The git pull command combines two other commands, git fetch and git merge. When doing a fetch the resulting commits are stored as a remote branch allowing you to review the changes before merging. Merging, on the other hand, can involve additional steps and flags in the command, but more on that later. For now, stick with git pull.

Now that you are all up to date with the remote repo, create a branch. For efficiency, use the following:

$ git checkout -b some-feature-branch

This command will create a new branch from master as well as check out that new branch at the same time. Doing a git branch here again will list out the branches in your local repo and place a * before the branch that is checked out.

  master
* some-feature-branch

Do you have to be on master to branch from master?

No. There is a command that allows you to create a new branch from any other branch while having checked out yet another branch.

$ git checkout -b gamma-scalar master

In that example, say you were in branch nesterov-acceleration and you needed to create a new branch and then check out the new branch? By adding master at the end of that command, Git will create a new branch from master and then move you (check out) to that new branch.

This is a nice command, but make sure you understand what you are doing before you do this. Creating bad branches can cause a real headache when trying to merge back into master.

Some files should be ignored

In any Git project, you will find a .gitignore file. This is a simple registry file where you can list the files you DO NOT want to commit to the repo. This would be any files that contain secret information like keys and tokens or any sensitive server configurations.

If a resource has already been added to Git's control, adding it later to the .gitignore file will not ignore that file. The thing to remember here is that the intention is to remove the file from Git control, but not from disk. To do this, use the following command:

$ git rm --cached <filename>

For example, say you had a directory with the filed train_mdl.py and then the file input.dat, but the data file had a lot of secret info and it was accidentally added to the Git version control.

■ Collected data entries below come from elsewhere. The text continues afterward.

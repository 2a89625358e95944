//! `resources/list` and `resources/read`
//!
//! Exposes each entity visible to the caller as a JSON document under `entity://`.

use async_trait::async_trait;
use serde_json::Value;

use crate::domain::directory::CapabilityDirectory;
use crate::errors::DispatchError;
use crate::host::{CallerContext, HostHandle};
use crate::mcp::dispatch::{
    Command, CommandHandler, CommandSchema, FieldSpec, FieldType, MessageKind, ValidatedRequest,
};
use crate::model::{ResourceReadResult, ResourcesListResult};

const LIST_SCHEMA: CommandSchema = CommandSchema {
    kind: MessageKind::ResourcesList,
    fields: &[],
};

const READ_SCHEMA: CommandSchema = CommandSchema {
    kind: MessageKind::ResourcesRead,
    fields: &[FieldSpec::required("uri", FieldType::ResourceUri)],
};

pub fn list_command() -> Command {
    Command::new(LIST_SCHEMA, ListResourcesHandler)
}

pub fn read_command() -> Command {
    Command::new(READ_SCHEMA, ReadResourceHandler)
}

pub struct ListResourcesHandler;

#[async_trait]
impl CommandHandler for ListResourcesHandler {
    async fn handle(
        &self,
        host: &HostHandle,
        caller: &CallerContext,
        _request: &ValidatedRequest,
    ) -> Result<Value, DispatchError> {
        let resources = CapabilityDirectory::new(host, caller).list_resources();
        Ok(serde_json::to_value(ResourcesListResult { resources })?)
    }
}

pub struct ReadResourceHandler;

#[async_trait]
impl CommandHandler for ReadResourceHandler {
    async fn handle(
        &self,
        host: &HostHandle,
        caller: &CallerContext,
        request: &ValidatedRequest,
    ) -> Result<Value, DispatchError> {
        let entity =
            CapabilityDirectory::new(host, caller).resource_by_uri(request.required_str("uri")?)?;

        Ok(serde_json::to_value(ResourceReadResult {
            contents: vec![entity.contents()?],
        })?)
    }
}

In the .gitignore file, first would add input.dat then in the command prompt, run the following command:

$ git rm --cached input.dat

After running the command, you should see that input.dat is still in the directory, but running the following command, you would see that it is NOT being tracked by Git:

$ git ls-tree -r master --name-only

Branch management

When you am working on a new feature branch, it is a good idea to commit often. This allows you to move forward without fear that if something goes wrong, or you have to back out for some reason, you don't lose too much work. Think of committing like that save button habit you have so well programed into you.

Each commit also tells a little bit about what you just worked on. That's important when other devs on the team are reviewing my code. It's better to have more commits with messages that explain the step versus one large commit that glosses over important details.

Commit your code

As you are creating changes in a project, these are all unseated updates. With each commit there most likely will be additions, and there will also be deletions from time to time. To get a baring of the updates I have made, let's get the status.

$ git status

This command will give you a list of all the updated, added and deleted files.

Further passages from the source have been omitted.